//! Error types for the faucet service

use axum::{
    http::StatusCode,
    response::{IntoResponse, Response},
    Json,
};
use sepolia_common::CommonError;
use serde_json::json;
use std::time::Duration;
use thiserror::Error;

/// Faucet service errors
#[derive(Error, Debug)]
pub enum FaucetError {
    #[error("Invalid Ethereum address: {0}")]
    InvalidAddress(String),

    #[error("Rate limit exceeded. Try again in {} hours", format_hours(.retry_after))]
    RateLimited {
        retry_after: Duration,
        last_address: String,
    },

    #[error("Disbursement failed: {0}")]
    DisbursementFailed(String),

    #[error("Wallet unavailable: {0}")]
    WalletUnavailable(String),

    #[error("Method not allowed")]
    MethodNotAllowed,

    #[error("RPC error: {0}")]
    Rpc(String),

    #[error("Configuration error: {0}")]
    Config(String),

    #[error("Internal error: {0}")]
    Internal(String),
}

/// Remaining wait in hours, one decimal place, halves rounded up.
pub fn format_hours(duration: &Duration) -> String {
    let hours = duration.as_secs_f64() / 3600.0;
    format!("{:.1}", (hours * 10.0).round() / 10.0)
}

impl FaucetError {
    /// Stable rejection reason reported to callers and metrics.
    pub fn reason(&self) -> &'static str {
        match self {
            FaucetError::InvalidAddress(_) => "invalid-address",
            FaucetError::RateLimited { .. } => "rate-limited",
            FaucetError::DisbursementFailed(_) => "disbursement-failed",
            FaucetError::MethodNotAllowed => "method-not-allowed",
            FaucetError::WalletUnavailable(_)
            | FaucetError::Rpc(_) | FaucetError::Config(_) | FaucetError::Internal(_) => "internal",
        }
    }

    pub fn status_code(&self) -> StatusCode {
        match self {
            FaucetError::InvalidAddress(_) => StatusCode::BAD_REQUEST,
            FaucetError::RateLimited { .. } => StatusCode::TOO_MANY_REQUESTS,
            FaucetError::MethodNotAllowed => StatusCode::METHOD_NOT_ALLOWED,
            _ => StatusCode::INTERNAL_SERVER_ERROR,
        }
    }
}

impl From<CommonError> for FaucetError {
    fn from(err: CommonError) -> Self {
        match err {
            CommonError::InvalidAddress(msg) => FaucetError::InvalidAddress(msg),
            CommonError::InvalidAmount(msg) => FaucetError::Config(format!("invalid amount {}", msg)),
        }
    }
}

impl IntoResponse for FaucetError {
    fn into_response(self) -> Response {
        let status = self.status_code();
        let timestamp = chrono::Utc::now().to_rfc3339();

        let body = match &self {
            FaucetError::InvalidAddress(_) => json!({
                "error": "Invalid Ethereum address",
                "code": self.reason(),
                "timestamp": timestamp,
            }),
            FaucetError::RateLimited { last_address, .. } => json!({
                "error": self.to_string(),
                "code": self.reason(),
                "lastAddress": last_address,
                "timestamp": timestamp,
            }),
            FaucetError::MethodNotAllowed => json!({
                "error": "Method not allowed",
                "code": self.reason(),
                "timestamp": timestamp,
            }),
            FaucetError::WalletUnavailable(_) => json!({
                "error": "Failed to get wallet info",
                "code": self.reason(),
                "timestamp": timestamp,
            }),
            // Upstream detail stays in the logs
            _ => json!({
                "error": "Failed to process request",
                "code": self.reason(),
                "timestamp": timestamp,
            }),
        };

        (status, Json(body)).into_response()
    }
}

pub type FaucetResult<T> = Result<T, FaucetError>;
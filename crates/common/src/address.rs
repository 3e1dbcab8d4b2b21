//! Address syntax validation and EIP-55 checksums.

use crate::error::{CommonError, Result};
use crate::types::{Address, ADDRESS_LENGTH};
use keccak_hash::keccak;

/// Parse an account address.
///
/// Accepts an optional `0x` prefix followed by exactly 40 hex digits. Digits that are
/// all lowercase or all uppercase carry no checksum and are taken as-is; mixed case must
/// match the EIP-55 checksum exactly.
pub fn parse_address(raw: &str) -> Result<Address> {
    let digits = raw.strip_prefix("0x").unwrap_or(raw);

    if digits.len() != ADDRESS_LENGTH * 2 || !digits.bytes().all(|b| b.is_ascii_hexdigit()) {
        return Err(CommonError::InvalidAddress(format!(
            "expected 40 hex digits, got {:?}",
            raw
        )));
    }

    let bytes = hex::decode(digits).map_err(|e| CommonError::InvalidAddress(e.to_string()))?;
    let address = Address::from_slice(&bytes)
        .ok_or_else(|| CommonError::InvalidAddress("wrong length".to_string()))?;

    let has_lower = digits.bytes().any(|b| b.is_ascii_lowercase());
    let has_upper = digits.bytes().any(|b| b.is_ascii_uppercase());
    if has_lower && has_upper && checksum_digits(&digits.to_ascii_lowercase()) != digits {
        return Err(CommonError::InvalidAddress(format!("bad checksum: {}", raw)));
    }

    Ok(address)
}

/// Cheap boolean form of [`parse_address`].
pub fn is_address(raw: &str) -> bool {
    parse_address(raw).is_ok()
}

/// Render an address in EIP-55 mixed-case form.
pub fn to_checksum(address: &Address) -> String {
    format!("0x{}", checksum_digits(&hex::encode(address.0)))
}

fn checksum_digits(lower: &str) -> String {
    let hash = keccak(lower.as_bytes());

    lower
        .chars()
        .enumerate()
        .map(|(i, c)| {
            let byte = hash.0[i / 2];
            let nibble = if i % 2 == 0 { byte >> 4 } else { byte & 0x0f };
            if c.is_ascii_alphabetic() && nibble >= 8 {
                c.to_ascii_uppercase()
            } else {
                c
            }
        })
        .collect()
}
use thiserror::Error;

/// Errors raised while parsing chain primitives
#[derive(Error, Debug, Clone, PartialEq, Eq)]
pub enum CommonError {
    #[error("Invalid address: {0}")]
    InvalidAddress(String),

    #[error("Invalid amount: {0}")]
    InvalidAmount(String),
}

/// Result type alias for convenience
pub type Result<T> = std::result::Result<T, CommonError>;
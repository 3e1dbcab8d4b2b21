use crate::error::FaucetResult;
use prometheus::{
    histogram_opts, opts, Encoder, Histogram, IntCounterVec, Registry, TextEncoder,
};

/// Request outcome label for successful grants
pub const OUTCOME_GRANTED: &str = "granted";

/// Prometheus metrics for the faucet
#[derive(Clone)]
pub struct FaucetMetrics {
    registry: Registry,
    /// Requests by outcome (`granted` or a rejection reason)
    pub requests_total: IntCounterVec,
    /// Time spent waiting on the ledger per disbursement
    pub disbursement_duration: Histogram,
}

impl FaucetMetrics {
    pub fn new() -> Result<Self, prometheus::Error> {
        let registry = Registry::new();

        let requests_total = IntCounterVec::new(
            opts!("faucet_requests_total", "Disbursement requests by outcome"),
            &["outcome"],
        )?;

        let disbursement_duration = Histogram::with_opts(histogram_opts!(
            "faucet_disbursement_duration_seconds",
            "Time spent sending a disbursement through the ledger"
        ))?;

        registry.register(Box::new(requests_total.clone()))?;
        registry.register(Box::new(disbursement_duration.clone()))?;

        Ok(Self {
            registry,
            requests_total,
            disbursement_duration,
        })
    }

    /// Count the outcome of one disbursement request
    pub fn observe<T>(&self, result: &FaucetResult<T>) {
        let outcome = match result {
            Ok(_) => OUTCOME_GRANTED,
            Err(e) => e.reason(),
        };
        self.requests_total.with_label_values(&[outcome]).inc();
    }

    pub fn requests(&self, outcome: &str) -> u64 {
        self.requests_total.with_label_values(&[outcome]).get()
    }

    /// Render all metrics in the text exposition format
    pub fn gather(&self) -> Result<String, prometheus::Error> {
        let mut buffer = Vec::new();
        TextEncoder::new().encode(&self.registry.gather(), &mut buffer)?;
        String::from_utf8(buffer).map_err(|e| prometheus::Error::Msg(e.to_string()))
    }
}

#[cfg(test)]
mod tests {
    use super::*;
    use crate::error::FaucetError;

    #[test]
    fn test_observe_counts_by_outcome() {
        let metrics = FaucetMetrics::new().unwrap();
        metrics.observe(&Ok::<_, FaucetError>(()));
        metrics.observe(&Ok::<_, FaucetError>(()));
        metrics.observe::<()>(&Err(FaucetError::InvalidAddress("x".into())));

        assert_eq!(metrics.requests(OUTCOME_GRANTED), 2);
        assert_eq!(metrics.requests("invalid-address"), 1);
        assert_eq!(metrics.requests("rate-limited"), 0);
    }

    #[test]
    fn test_outcome_labels_match_error_reasons() {
        let metrics = FaucetMetrics::new().unwrap();
        let errors = [
            FaucetError::InvalidAddress("x".into()),
            FaucetError::RateLimited {
                retry_after: std::time::Duration::ZERO,
                last_address: String::new(),
            },
            FaucetError::DisbursementFailed("x".into()),
            FaucetError::Rpc("x".into()),
        ];
        for err in errors {
            metrics.observe::<()>(&Err(err));
        }

        let text = metrics.gather().unwrap();
        for label in ["invalid-address", "rate-limited", "disbursement-failed", "internal"] {
            assert!(
                text.contains(&format!("outcome=\"{}\"", label)),
                "missing {}",
                label
            );
            assert_eq!(metrics.requests(label), 1);
        }
    }

    #[test]
    fn test_gather_renders_text() {
        let metrics = FaucetMetrics::new().unwrap();
        metrics.observe::<()>(&Err(FaucetError::DisbursementFailed("x".into())));

        let text = metrics.gather().unwrap();
        assert!(text.contains("faucet_requests_total"));
        assert!(text.contains("disbursement-failed"));
    }
}
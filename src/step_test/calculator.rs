//! Step-test arithmetic.
//!
//! A step test nudges one actuator by a small known amount and watches the
//! blob move. The ratio gives pattern-space displacement per actuator step,
//! which is later inverted to find how many steps reach a target.

use serde::{Deserialize, Serialize};

use crate::coords::Axis;
use crate::measurement::BlobMeasurement;

/// Sensitivities smaller than this are treated as noise.
pub const MIN_SENSITIVITY: f64 = 1e-6;

/// Default perturbation magnitude for a step test.
pub const DEFAULT_DELTA_STEPS: i32 = 100;

/// Absolute position bounds of an actuator, in steps.
#[derive(Debug, Clone, Copy, PartialEq, Eq, Serialize, Deserialize)]
#[serde(rename_all = "camelCase")]
pub struct ActuatorLimits {
    pub min_steps: i32,
    pub max_steps: i32,
}

impl Default for ActuatorLimits {
    fn default() -> Self {
        Self {
            min_steps: -1200,
            max_steps: 1200,
        }
    }
}

impl ActuatorLimits {
    pub fn new(min_steps: i32, max_steps: i32) -> Self {
        Self {
            min_steps,
            max_steps,
        }
    }

    /// The centered home position.
    pub fn center(&self) -> i32 {
        let (min, max) = (i64::from(self.min_steps), i64::from(self.max_steps));
        // Lies within [min, max], so the narrowing cannot wrap.
        (min + (max - min) / 2) as i32
    }

    /// Largest absolute step count a move may request.
    pub fn max_abs_steps(&self) -> u32 {
        self.min_steps.unsigned_abs().max(self.max_steps.unsigned_abs())
    }

    pub fn clamp(&self, position: i32) -> i32 {
        position.clamp(self.min_steps, self.max_steps)
    }

    pub fn contains(&self, position: i32) -> bool {
        (self.min_steps..=self.max_steps).contains(&position)
    }
}

/// Step-test parameters recorded with every run summary.
#[derive(Debug, Clone, Copy, PartialEq, Serialize, Deserialize)]
#[serde(rename_all = "camelCase")]
pub struct StepTestSettings {
    pub delta_steps: i32,
    /// Mount rotation of the array relative to the camera.
    pub rotation_degrees: f64,
    pub limits: ActuatorLimits,
}

impl Default for StepTestSettings {
    fn default() -> Self {
        Self {
            delta_steps: DEFAULT_DELTA_STEPS,
            rotation_degrees: 0.0,
            limits: ActuatorLimits::default(),
        }
    }
}

impl StepTestSettings {
    pub fn with_delta_steps(mut self, delta_steps: i32) -> Self {
        self.delta_steps = delta_steps;
        self
    }

    pub fn with_rotation(mut self, rotation_degrees: f64) -> Self {
        self.rotation_degrees = rotation_degrees;
        self
    }

    pub fn with_limits(mut self, limits: ActuatorLimits) -> Self {
        self.limits = limits;
        self
    }
}

/// Mechanical sign of an axis at a mount rotation.
///
/// At 0° the X axis is flipped and Y is not; 180° inverts both. Rotations
/// snap to the nearest multiple of 180°.
pub fn axis_sign(axis: Axis, rotation_degrees: f64) -> i32 {
    let half_turns = (rotation_degrees / 180.0).round() as i64;
    let base = match axis {
        Axis::X => -1,
        Axis::Y => 1,
    };
    if half_turns.rem_euclid(2) == 1 {
        -base
    } else {
        base
    }
}

/// Signed step offset for a step test, clamped so home plus offset stays in bounds.
///
/// Returns `None` unless `delta_steps` is strictly positive.
pub fn get_axis_step_delta(
    axis: Axis,
    delta_steps: i32,
    rotation_degrees: f64,
    limits: &ActuatorLimits,
) -> Option<i32> {
    if delta_steps <= 0 {
        return None;
    }
    let home = limits.center();
    let signed = axis_sign(axis, rotation_degrees).saturating_mul(delta_steps);
    Some(limits.clamp(home.saturating_add(signed)).saturating_sub(home))
}

/// Outcome of perturbing one axis.
#[derive(Debug, Clone, Copy, PartialEq, Serialize, Deserialize)]
#[serde(rename_all = "camelCase")]
pub struct AxisStepTestResult {
    pub axis: Axis,
    pub delta_steps: i32,
    /// Signed displacement in the measurements' space.
    pub displacement: f64,
    pub per_step: Option<f64>,
    pub size_delta: f64,
}

/// Compare a perturbed measurement against the home measurement.
pub fn compute_axis_step_test_result(
    home: &BlobMeasurement,
    step: &BlobMeasurement,
    axis: Axis,
    delta_steps: i32,
) -> AxisStepTestResult {
    let displacement = step.get(axis) - home.get(axis);
    let per_step = if delta_steps > 0 {
        Some(displacement / delta_steps as f64)
    } else {
        None
    };
    AxisStepTestResult {
        axis,
        delta_steps,
        displacement,
        per_step,
        size_delta: step.size - home.size,
    }
}

/// Arithmetic mean, `None` when empty.
pub fn compute_average_size_delta(values: &[f64]) -> Option<f64> {
    if values.is_empty() {
        None
    } else {
        Some(values.iter().sum::<f64>() / values.len() as f64)
    }
}

/// Step count that produces `target_displacement` at the measured sensitivity.
///
/// `None` when the sensitivity is missing or below the noise floor, or when the
/// answer would exceed the actuator's range.
pub fn compute_alignment_target_steps(
    target_displacement: f64,
    per_step_sensitivity: Option<f64>,
    limits: &ActuatorLimits,
) -> Option<i32> {
    let sensitivity = per_step_sensitivity?;
    if !sensitivity.is_finite() || sensitivity.abs() < MIN_SENSITIVITY {
        return None;
    }
    let steps = (target_displacement / sensitivity).round();
    if !steps.is_finite() || steps.abs() > f64::from(limits.max_abs_steps()) {
        return None;
    }
    Some(steps as i32)
}

/// Per-axis sensitivity, pattern units per step.
#[derive(Debug, Clone, Copy, PartialEq, Default, Serialize, Deserialize)]
pub struct StepToDisplacement {
    pub x: Option<f64>,
    pub y: Option<f64>,
}

impl StepToDisplacement {
    pub fn get(&self, axis: Axis) -> Option<f64> {
        match axis {
            Axis::X => self.x,
            Axis::Y => self.y,
        }
    }

    /// Whether both axes carry a sensitivity above the noise floor.
    pub fn is_usable(&self) -> bool {
        Axis::BOTH
            .iter()
            .all(|&axis| matches!(self.get(axis), Some(s) if s.abs() >= MIN_SENSITIVITY))
    }
}

/// Both axis tests merged.
#[derive(Debug, Clone, Copy, PartialEq, Serialize, Deserialize)]
#[serde(rename_all = "camelCase")]
pub struct CombinedStepTest {
    pub step_to_displacement: StepToDisplacement,
    pub size_delta_at_step_test: Option<f64>,
}

pub fn combine_step_test_results(
    x: Option<&AxisStepTestResult>,
    y: Option<&AxisStepTestResult>,
) -> CombinedStepTest {
    let size_deltas: Vec<f64> = [x, y].iter().flatten().map(|r| r.size_delta).collect();
    CombinedStepTest {
        step_to_displacement: StepToDisplacement {
            x: x.and_then(|r| r.per_step),
            y: y.and_then(|r| r.per_step),
        },
        size_delta_at_step_test: compute_average_size_delta(&size_deltas),
    }
}

#[cfg(test)]
mod tests {
    use super::*;
    use crate::coords::CoordinateSpace;

    fn blob(x: f64, y: f64, size: f64) -> BlobMeasurement {
        BlobMeasurement::new(x, y, size, 1.0, CoordinateSpace::Pattern)
    }

    #[test]
    fn test_axis_step_delta_signs() {
        let limits = ActuatorLimits::default();
        assert_eq!(get_axis_step_delta(Axis::X, 100, 0.0, &limits), Some(-100));
        assert_eq!(get_axis_step_delta(Axis::Y, 100, 0.0, &limits), Some(100));
        assert_eq!(get_axis_step_delta(Axis::X, 100, 180.0, &limits), Some(100));
        assert_eq!(get_axis_step_delta(Axis::Y, 100, 180.0, &limits), Some(-100));
    }

    #[test]
    fn test_axis_step_delta_requires_positive_magnitude() {
        let limits = ActuatorLimits::default();
        for axis in Axis::BOTH {
            assert_eq!(get_axis_step_delta(axis, 0, 0.0, &limits), None);
            assert_eq!(get_axis_step_delta(axis, -5, 180.0, &limits), None);
        }
    }

    #[test]
    fn test_axis_step_delta_clamps_to_limits() {
        let limits = ActuatorLimits::new(-50, 50);
        assert_eq!(get_axis_step_delta(Axis::X, 100, 0.0, &limits), Some(-50));
        assert_eq!(get_axis_step_delta(Axis::Y, 100, 0.0, &limits), Some(50));
    }

    #[test]
    fn test_extreme_limits_do_not_overflow() {
        let full = ActuatorLimits::new(i32::MIN, i32::MAX);
        assert_eq!(full.center(), -1);
        assert_eq!(full.max_abs_steps(), 1 << 31);
        assert_eq!(get_axis_step_delta(Axis::Y, 100, 0.0, &full), Some(100));
        assert_eq!(get_axis_step_delta(Axis::Y, i32::MAX, 0.0, &full), Some(i32::MAX));
        assert_eq!(get_axis_step_delta(Axis::X, i32::MAX, 0.0, &full), Some(-i32::MAX));

        let lower = ActuatorLimits::new(i32::MIN, 0);
        assert_eq!(lower.center(), -(1 << 30));
        assert_eq!(compute_alignment_target_steps(-3.0e9, Some(1.0), &full), None);
        assert_eq!(compute_alignment_target_steps(-2.0e9, Some(1.0), &full), Some(-2_000_000_000));
    }

    #[test]
    fn test_axis_sign_snaps_rotation() {
        assert_eq!(axis_sign(Axis::X, 10.0), -1);
        assert_eq!(axis_sign(Axis::X, 170.0), 1);
        assert_eq!(axis_sign(Axis::X, 360.0), -1);
        assert_eq!(axis_sign(Axis::Y, -180.0), -1);
    }

    #[test]
    fn test_step_test_result() {
        let home = blob(0.10, 0.20, 0.05);
        let step = blob(0.08, 0.20, 0.06);
        let result = compute_axis_step_test_result(&home, &step, Axis::X, 100);
        assert!((result.displacement + 0.02).abs() < 1e-12);
        assert!((result.per_step.unwrap() + 0.0002).abs() < 1e-12);
        assert!((result.size_delta - 0.01).abs() < 1e-12);

        let untested = compute_axis_step_test_result(&home, &step, Axis::Y, 0);
        assert_eq!(untested.per_step, None);
    }

    #[test]
    fn test_average_size_delta() {
        assert_eq!(compute_average_size_delta(&[]), None);
        assert_eq!(compute_average_size_delta(&[1.0, 2.0, 6.0]), Some(3.0));
    }

    #[test]
    fn test_alignment_target_steps() {
        let limits = ActuatorLimits::default();
        assert_eq!(compute_alignment_target_steps(0.105, Some(0.001), &limits), Some(105));
        assert_eq!(compute_alignment_target_steps(-0.105, Some(0.001), &limits), Some(-105));
        assert_eq!(compute_alignment_target_steps(0.1, None, &limits), None);
        assert_eq!(compute_alignment_target_steps(0.1, Some(0.0), &limits), None);
        assert_eq!(compute_alignment_target_steps(0.1, Some(5e-7), &limits), None);
        assert_eq!(compute_alignment_target_steps(1e10, Some(0.001), &limits), None);
    }

    #[test]
    fn test_combine_averages_present_axes() {
        let x = AxisStepTestResult {
            axis: Axis::X,
            delta_steps: 100,
            displacement: 0.1,
            per_step: Some(0.001),
            size_delta: 0.02,
        };
        let y = AxisStepTestResult {
            axis: Axis::Y,
            delta_steps: 100,
            displacement: 0.2,
            per_step: Some(0.002),
            size_delta: 0.04,
        };
        let both = combine_step_test_results(Some(&x), Some(&y));
        assert!((both.size_delta_at_step_test.unwrap() - 0.03).abs() < 1e-12);
        assert_eq!(both.step_to_displacement.x, Some(0.001));
        assert_eq!(both.step_to_displacement.y, Some(0.002));
        assert!(both.step_to_displacement.is_usable());

        let only_y = combine_step_test_results(None, Some(&y));
        assert_eq!(only_y.size_delta_at_step_test, Some(0.04));
        assert!(!only_y.step_to_displacement.is_usable());

        let neither = combine_step_test_results(None, None);
        assert_eq!(neither.size_delta_at_step_test, None);
    }
}
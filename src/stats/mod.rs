//! Robust statistics for rejecting bad tiles and measurements.

mod robust;

pub use robust::{
    compute_mad, compute_median, compute_normalized_mad, detect_outliers,
    detect_outliers_with_keys, robust_max, robust_min, OutlierDirection, OutlierOptions,
    OutlierResult, DEFAULT_MAD_THRESHOLD, MAD_TO_SIGMA,
};
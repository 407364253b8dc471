//! Tile grid model: identities, actuator mapping and the derived blueprint.

mod blueprint;
mod config;

pub use blueprint::{GridBlueprint, TileGap};
pub use config::{ConfigError, GridConfig, MotorRef, Tile, TileAssignment};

====

# Exercise objective
Look for the word "neither" in the records above, count the lines that hold it, and give only that number.

# Response box
2